In the second season finale of ABC’s political drama “Scandal,” the president, having just been the victim of an attempted assassination, is in critical condition. Sally Langston, the V.P., becomes the nation’s first female president. (And she’s a complete wacko, privately referring to one Supreme Court justices as “gay-loving” and “baby-killing.”)
Hey, this sounds like something the real-life news media would dive right into, publishing stories round the clock.
Not so in Scandal, the episodes of which almost always feature some kind of angle relating to journalists. In this episode, however, there’s hardly a word about how reporters are treating such an historic occasion.
But if such a thing were to happen in real life, here are hypothetical headlines the public could expect from D.C.’s news organization…
WaPo‘s The Fix, written by Chris Cillizza: “Why the first Republican female president doesn’t cure the GOP’s women problem”

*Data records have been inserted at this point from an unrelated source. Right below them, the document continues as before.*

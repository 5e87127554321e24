// SPDX-License-Identifier: BUSL-1.1
// Copyright (c) 2026 Alfred Jean LLC

//! CLI subcommands. Every handler writes its human-readable output to the
//! writer it is given.

pub mod account;
pub mod resources;
pub mod watch;

use std::io::Write;

use clap::{Args, Subcommand};
use horizon_session::Session;
use tokio_util::sync::CancellationToken;

use crate::resource::TaskScope;

#[derive(Debug, Subcommand)]
pub enum Command {
    /// Sign in with email and password.
    Login(LoginArgs),
    /// Create an account and sign in.
    Register(RegisterArgs),
    /// Mail a one-time verification code.
    SendOtp {
        #[arg(long)]
        email: String,
    },
    /// Confirm the one-time code sent after login.
    VerifyOtp {
        /// The code from the email.
        otp: String,
        /// Defaults to the signed-in user's email.
        #[arg(long)]
        email: Option<String>,
    },
    /// Mail a password reset link.
    ForgotPassword {
        #[arg(long)]
        email: String,
    },
    /// Set a new password using a reset token.
    ResetPassword {
        #[arg(long)]
        token: String,
        #[arg(long, env = "HORIZON_NEW_PASSWORD", hide_env_values = true)]
        password: String,
    },
    /// Sign out and forget the stored session.
    Logout,
    /// Show the signed-in user's profile.
    Whoami,
    /// Show the local session state without contacting the server.
    Status,
    /// List, create or delete projects.
    Projects(ProjectsArgs),
    /// List or assign tasks.
    Tasks(TasksArgs),
    /// Archive a task.
    ArchiveTask { id: i64 },
    /// List user profiles.
    Users,
    /// Show dashboard statistics.
    Stats,
    /// Keep the session renewed until Ctrl-C or the session ends.
    Watch,
}

#[derive(Debug, Args)]
pub struct LoginArgs {
    #[arg(long)]
    pub email: String,
    #[arg(long, env = "HORIZON_PASSWORD", hide_env_values = true)]
    pub password: String,
}

#[derive(Debug, Args)]
pub struct RegisterArgs {
    #[arg(long)]
    pub username: String,
    #[arg(long)]
    pub email: String,
    #[arg(long, env = "HORIZON_PASSWORD", hide_env_values = true)]
    pub password: String,
    /// Defaults to `--password`.
    #[arg(long)]
    pub confirm_password: Option<String>,
}

#[derive(Debug, Args)]
pub struct ProjectsArgs {
    #[command(subcommand)]
    pub command: Option<ProjectsCommand>,
}

#[derive(Debug, Subcommand)]
pub enum ProjectsCommand {
    /// List projects (the default).
    List {
        /// Only projects the signed-in user belongs to.
        #[arg(long)]
        mine: bool,
    },
    Create {
        name: String,
        #[arg(long)]
        description: Option<String>,
    },
    Delete { id: i64 },
}

#[derive(Debug, Args)]
pub struct TasksArgs {
    #[command(subcommand)]
    pub command: Option<TasksCommand>,
}

#[derive(Debug, Subcommand)]
pub enum TasksCommand {
    /// List tasks (the default).
    List {
        #[arg(long, value_enum, default_value_t)]
        scope: TaskScope,
    },
    /// Assign a task to a user.
    Assign {
        id: i64,
        #[arg(long)]
        user: i64,
    },
}

/// Run one subcommand against `session`.
pub async fn execute(
    session: &Session,
    command: &Command,
    shutdown: &CancellationToken,
    out: &mut dyn Write,
) -> anyhow::Result<()> {
    match command {
        Command::Login(args) => account::login(session, args, out).await,
        Command::Register(args) => account::register(session, args, out).await,
        Command::SendOtp { email } => {
            let message = session.auth().send_otp(email).await?;
            writeln!(out, "{message}")?;
            Ok(())
        }
        Command::VerifyOtp { otp, email } => {
            account::verify_otp(session, otp, email.as_deref(), out).await
        }
        Command::ForgotPassword { email } => {
            let message = session.auth().forgot_password(email).await?;
            writeln!(out, "{message}")?;
            Ok(())
        }
        Command::ResetPassword { token, password } => {
            let message = session.auth().reset_password(token, password).await?;
            writeln!(out, "{message}")?;
            Ok(())
        }
        Command::Logout => account::logout(session, out).await,
        Command::Whoami => account::whoami(session, out).await,
        Command::Status => account::status(session, out),
        Command::Projects(args) => resources::projects(session, args, out).await,
        Command::Tasks(args) => resources::tasks(session, args, out).await,
        Command::ArchiveTask { id } => resources::archive_task(session, *id, out).await,
        Command::Users => resources::users(session, out).await,
        Command::Stats => resources::stats(session, out).await,
        Command::Watch => watch::run(session, shutdown, out).await,
    }
}

/// String field of a JSON object, or `-`.
fn field<'a>(value: &'a serde_json::Value, key: &str) -> &'a str {
    value.get(key).and_then(|v| v.as_str()).unwrap_or("-")
}

/// Display form of a scalar JSON field, or `-`.
fn scalar(value: &serde_json::Value, key: &str) -> String {
    match value.get(key) {
        Some(serde_json::Value::String(s)) => s.clone(),
        Some(serde_json::Value::Null) | None => "-".to_owned(),
        Some(other) => other.to_string(),
    }
}

#[cfg(test)]
#[path = "command_tests.rs"]
mod tests;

Politico: “Behind closed doors, handwringing among House GOP leaders over new ‘bitch’ president”
Drudge Report: “HER HOUSE”
Huffington Post: “PRO-WOMEN? LANGSTON SWORN IN AS FIRST FEMALE PRESIDENT”
Slate: “How to order a ‘Langston’ at your nearest New York watering hole”
The Atlantic: “The neuroscience behind Langston’s rise to power”
BuzzFeed: “18 hedgehogs looking indifferent at the news of a first female president” (Side note: Actor Dan Bucatinsky, who plays a reporter and husband to White House Chief of Staff Cyrus Beene, bears resemblance to BuzzFeed‘s own Chris Geidner.)